▶ [Exercise requirements]
Each line of the data that includes "MalformedResponse" must be copied.

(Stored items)

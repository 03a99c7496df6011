//! # Master Transport
//!
//! HTTP client for the master's pull and push endpoints.
//!
//! ## Endpoints
//! ```text
//! ┌─────────────────────────────────────────────────────────────────────────┐
//! │  GET  {base}/pull/{entity}?since={cursor}   → JSON array of records    │
//! │  POST {base}/push/{entity}   [records]      → any 2xx                  │
//! │                                                                         │
//! │  Anything else (non-2xx, timeout, body that isn't an array) is a hard  │
//! │  failure for that entity type in this cycle.                           │
//! └─────────────────────────────────────────────────────────────────────────┘
//! ```
//!
//! ## Retries
//! Pulls are idempotent, so a pull that fails with a retryable error is
//! repeated up to `pull_retries` times with exponential backoff:
//! ```text
//! Attempt 1: fails (503)
//!   wait ~250ms
//! Attempt 2: fails (timeout)
//!   wait ~500ms
//! Attempt 3: ok
//! ```
//! Pushes are never retried inside a cycle; their entries go to `failed`
//! and the next cycle sends them again.

use backoff::backoff::Backoff;
use backoff::ExponentialBackoff;
use chrono::{DateTime, SecondsFormat, Utc};
use serde_json::Value;
use std::time::Duration;
use tracing::{debug, warn};
use url::Url;

use crate::config::SyncSettings;
use crate::error::{SyncError, SyncResult};

/// Longest response body kept in an error message.
const MAX_ERROR_BODY: usize = 512;

// =============================================================================
// Transport Configuration
// =============================================================================

/// Configuration for the master client.
#[derive(Debug, Clone)]
pub struct TransportConfig {
    /// Base URL of the sync endpoints.
    pub base_url: String,

    /// Timeout for each request.
    pub timeout: Duration,

    /// Extra attempts for a retryable pull failure.
    pub pull_retries: u32,

    /// Initial backoff duration.
    pub initial_backoff: Duration,

    /// Maximum backoff duration.
    pub max_backoff: Duration,
}

impl TransportConfig {
    /// Builds the transport configuration from sync settings.
    pub fn from_settings(settings: &SyncSettings) -> SyncResult<Self> {
        let base_url = settings.base_url.clone().ok_or_else(|| {
            SyncError::InvalidConfig("sync.base_url is required to reach the master".into())
        })?;

        Ok(TransportConfig {
            base_url,
            timeout: Duration::from_secs(settings.timeout_secs),
            pull_retries: settings.pull_retries,
            initial_backoff: Duration::from_millis(settings.initial_backoff_ms),
            max_backoff: Duration::from_secs(settings.max_backoff_secs),
        })
    }
}

// =============================================================================
// Master Client
// =============================================================================

/// Client for one master.
#[derive(Debug, Clone)]
pub struct MasterClient {
    http: reqwest::Client,
    base: Url,
    config: TransportConfig,
}

impl MasterClient {
    /// Creates a client.
    ///
    /// ## Errors
    /// `SyncError::InvalidUrl` if the base URL cannot carry path segments.
    pub fn new(config: TransportConfig) -> SyncResult<Self> {
        let base = Url::parse(&config.base_url)?;
        if base.cannot_be_a_base() {
            return Err(SyncError::InvalidUrl(config.base_url.clone()));
        }

        let http = reqwest::Client::builder()
            .timeout(config.timeout)
            .build()
            .map_err(|e| SyncError::Internal(format!("HTTP client setup failed: {}", e)))?;

        Ok(MasterClient { http, base, config })
    }

    /// Fetches remote records for an entity type changed since `since`.
    ///
    /// `since` is advisory; the master may return more.
    pub async fn pull(&self, entity_type: &str, since: DateTime<Utc>) -> SyncResult<Vec<Value>> {
        let mut url = self.endpoint("pull", entity_type)?;
        url.query_pairs_mut()
            .append_pair("since", &since.to_rfc3339_opts(SecondsFormat::Secs, true));

        let mut backoff = self.create_backoff();
        let mut attempt: u32 = 0;

        loop {
            attempt += 1;

            match self.pull_once(&url).await {
                Ok(records) => {
                    debug!(entity_type = %entity_type, count = records.len(), attempt, "Pulled records");
                    return Ok(records);
                }
                Err(e) if e.is_retryable() && attempt <= self.config.pull_retries => {
                    let Some(delay) = backoff.next_backoff() else {
                        return Err(e);
                    };
                    warn!(
                        entity_type = %entity_type,
                        attempt,
                        error = %e,
                        delay_ms = delay.as_millis() as u64,
                        "Pull failed, retrying"
                    );
                    tokio::time::sleep(delay).await;
                }
                Err(e) => return Err(e),
            }
        }
    }

    /// Sends one batch of outbound records for an entity type.
    pub async fn push(&self, entity_type: &str, records: &[Value]) -> SyncResult<()> {
        let url = self.endpoint("push", entity_type)?;

        let response = self
            .http
            .post(url)
            .json(records)
            .send()
            .await
            .map_err(|e| self.transport_error(e))?;

        self.check_status(response).await?;

        debug!(entity_type = %entity_type, count = records.len(), "Pushed batch");
        Ok(())
    }

    async fn pull_once(&self, url: &Url) -> SyncResult<Vec<Value>> {
        let response = self
            .http
            .get(url.clone())
            .send()
            .await
            .map_err(|e| self.transport_error(e))?;

        let response = self.check_status(response).await?;

        let body: Value = response
            .json()
            .await
            .map_err(|e| SyncError::MalformedResponse(e.to_string()))?;

        match body {
            Value::Array(records) => Ok(records),
            other => Err(SyncError::MalformedResponse(format!(
                "expected a JSON array, got {}",
                json_kind(&other)
            ))),
        }
    }

    async fn check_status(&self, response: reqwest::Response) -> SyncResult<reqwest::Response> {
        let status = response.status();
        if status.is_success() {
            return Ok(response);
        }

        let mut body = response.text().await.unwrap_or_default();
        if body.len() > MAX_ERROR_BODY {
            let cut = (0..=MAX_ERROR_BODY)
                .rev()
                .find(|i| body.is_char_boundary(*i))
                .unwrap_or(0);
            body.truncate(cut);
        }

        Err(SyncError::HttpStatus {
            status: status.as_u16(),
            body,
        })
    }

    /// `{base}/{op}/{entity}`, keeping any path prefix on the base URL.
    fn endpoint(&self, op: &str, entity_type: &str) -> SyncResult<Url> {
        let mut url = self.base.clone();
        url.path_segments_mut()
            .map_err(|_| SyncError::InvalidUrl(self.config.base_url.clone()))?
            .pop_if_empty()
            .push(op)
            .push(entity_type);
        Ok(url)
    }

    fn transport_error(&self, err: reqwest::Error) -> SyncError {
        if err.is_timeout() {
            SyncError::Timeout(self.config.timeout.as_secs())
        } else if err.is_decode() {
            SyncError::MalformedResponse(err.to_string())
        } else {
            SyncError::ConnectionFailed(err.to_string())
        }
    }

    /// Creates the exponential backoff configuration.
    fn create_backoff(&self) -> ExponentialBackoff {
        ExponentialBackoff {
            initial_interval: self.config.initial_backoff,
            max_interval: self.config.max_backoff,
            multiplier: 2.0,
            max_elapsed_time: None, // Bounded by pull_retries instead
            ..Default::default()
        }
    }
}

fn json_kind(value: &Value) -> &'static str {
    match value {
        Value::Null => "null",
        Value::Bool(_) => "a boolean",
        Value::Number(_) => "a number",
        Value::String(_) => "a string",
        Value::Array(_) => "an array",
        Value::Object(_) => "an object",
    }
}

#[cfg(test)]
mod tests {
    use super::*;
    use crate::testing::MockMaster;
    use chrono::TimeZone;
    use serde_json::json;

    fn client_for(base_url: &str) -> MasterClient {
        MasterClient::new(TransportConfig {
            base_url: base_url.to_string(),
            timeout: Duration::from_secs(5),
            pull_retries: 2,
            initial_backoff: Duration::from_millis(10),
            max_backoff: Duration::from_millis(50),
        })
        .unwrap()
    }

    fn since() -> DateTime<Utc> {
        Utc.with_ymd_and_hms(2024, 1, 1, 0, 0, 0).unwrap()
    }

    #[test]
    fn test_endpoint_keeps_base_path() {
        let client = client_for("https://master.example.com/api/sync/");
        let url = client.endpoint("pull", "orders").unwrap();
        assert_eq!(url.as_str(), "https://master.example.com/api/sync/pull/orders");

        let client = client_for("https://master.example.com");
        let url = client.endpoint("push", "orders").unwrap();
        assert_eq!(url.as_str(), "https://master.example.com/push/orders");
    }

    #[test]
    fn test_missing_base_url_is_config_error() {
        let err = TransportConfig::from_settings(&SyncSettings::default()).unwrap_err();
        assert!(err.is_config_error());
    }

    #[tokio::test]
    async fn test_pull_returns_array_and_sends_cursor() {
        let master = MockMaster::start().await;
        master.set_pull("orders", json!([{"id": 1}, {"id": 2}]));

        let records = client_for(&master.base_url).pull("orders", since()).await.unwrap();

        assert_eq!(records.len(), 2);
        assert_eq!(
            master.last_since("orders").as_deref(),
            Some("2024-01-01T00:00:00Z")
        );
    }

    #[tokio::test]
    async fn test_pull_rejects_non_array_body() {
        let master = MockMaster::start().await;
        master.set_pull("orders", json!({"data": []}));

        let err = client_for(&master.base_url)
            .pull("orders", since())
            .await
            .unwrap_err();

        assert!(matches!(err, SyncError::MalformedResponse(_)));
        assert_eq!(master.pull_requests("orders"), 1);
    }

    #[tokio::test]
    async fn test_pull_retries_transient_failures() {
        let master = MockMaster::start().await;
        master.set_pull("orders", json!([{"id": 1}]));
        master.fail_pulls("orders", 2);

        let records = client_for(&master.base_url).pull("orders", since()).await.unwrap();

        assert_eq!(records.len(), 1);
        assert_eq!(master.pull_requests("orders"), 3);
    }

    #[tokio::test]
    async fn test_pull_gives_up_after_retries() {
        let master = MockMaster::start().await;
        master.fail_pulls("orders", 10);

        let err = client_for(&master.base_url)
            .pull("orders", since())
            .await
            .unwrap_err();

        assert!(matches!(err, SyncError::HttpStatus { status: 503, .. }));
        assert_eq!(master.pull_requests("orders"), 3);
    }

    #[tokio::test]
    async fn test_push_posts_batch_and_reports_status() {
        let master = MockMaster::start().await;
        let client = client_for(&master.base_url);

        client
            .push("orders", &[json!({"id": 1, "action": "create"})])
            .await
            .unwrap();
        assert_eq!(master.pushed("orders").len(), 1);

        master.fail_pushes("orders");
        let err = client.push("orders", &[json!({"id": 2})]).await.unwrap_err();
        assert!(matches!(err, SyncError::HttpStatus { status: 500, .. }));
        assert!(err.is_transport_error());
    }

    #[tokio::test]
    async fn test_unreachable_master_is_connection_failure() {
        let client = client_for("http://127.0.0.1:1/api");
        let err = client.push("orders", &[]).await.unwrap_err();
        assert!(matches!(err, SyncError::ConnectionFailed(_)));
    }
}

▶ [Result of this task]
            .map_err(|e| SyncError::MalformedResponse(e.to_string()))?;
            other => Err(SyncError::MalformedResponse(format!(
            SyncError::MalformedResponse(err.to_string())
        assert!(matches!(err, SyncError::MalformedResponse(_)));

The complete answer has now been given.